アストラゼネカのフォシーガ、米国において 2型糖尿病患者さんの心不全による入院リスク低減の承認を取得
アストラゼネカ(本社:英国ケンブリッジ、最高経営責任者(CEO):パスカル・ソリオ[Pascal Soriot]、以下、アストラゼネカ)は、2019年10月21日、米国食品医薬品局 (FDA )より、フォシーガ (一般名:ダパグリフロジン)の心血管疾患の既往歴または複数の心血管リスク因子を有する成人2型糖尿病患者さんの心不全による入院リスク低減の承認を取得したことを発表しました。

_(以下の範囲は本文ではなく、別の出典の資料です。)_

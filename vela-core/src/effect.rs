//! Effect - One planned change to one resource
//!
//! Effects are plain values produced by the differ. Nothing touches
//! infrastructure until the interpreter hands them to a provider.

use crate::resource::{Resource, ResourceId, State};

#[derive(Debug, Clone, PartialEq)]
pub enum Effect {
    /// Declared but not recorded
    Create(Resource),
    /// Recorded with attributes that differ from the declaration
    Update {
        id: ResourceId,
        from: State,
        to: Resource,
    },
    /// Recorded but no longer declared, addressed by provider identifier
    Delete { id: ResourceId, identifier: String },
}

impl Effect {
    pub fn resource_id(&self) -> &ResourceId {
        match self {
            Effect::Create(r) => &r.id,
            Effect::Update { id, .. } | Effect::Delete { id, .. } => id,
        }
    }
}

impl std::fmt::Display for Effect {
    fn fmt(&self, f: &mut std::fmt::Formatter<'_>) -> std::fmt::Result {
        match self {
            Effect::Create(r) => write!(f, "create {}", r.id),
            Effect::Update { id, .. } => write!(f, "update {}", id),
            Effect::Delete { id, identifier } => write!(f, "delete {} ({})", id, identifier),
        }
    }
}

本承認は、DECLARE-TIMI58試験(以下、DECLARE試験)の結果に基づいています。DECLARE試験は、複数の心血管リスク因子または心血管疾患の既往歴を有する2型糖尿病患者さんを対象としたSGLT2阻害剤の心血管アウトカム試験(CVOT)で、これまでで最も規模の大きいものです。
バイオ医薬品事業部門担当、エグゼクティブバイスプレジデントであるRuud Dobberは次のように述べました。「フォシーガは、複数の心血管リスク因子または心血管疾患の既往歴を有する2型糖尿病患者さんの心不全による入院リスクの低減を適応として、米国で承認された最初のSGLT2阻害剤です。心不全は心臓発作や脳卒中に先んじて発現する最も早期の心血管合併症の一つであるため、本発表は、米国の約3,000万人に上る2型糖尿病患者さんにとって明るいニュースになります。本承認取得によりフォシーガは、医師がより早期に対応し、心不全による入院リスクを低減する機会を提供します」。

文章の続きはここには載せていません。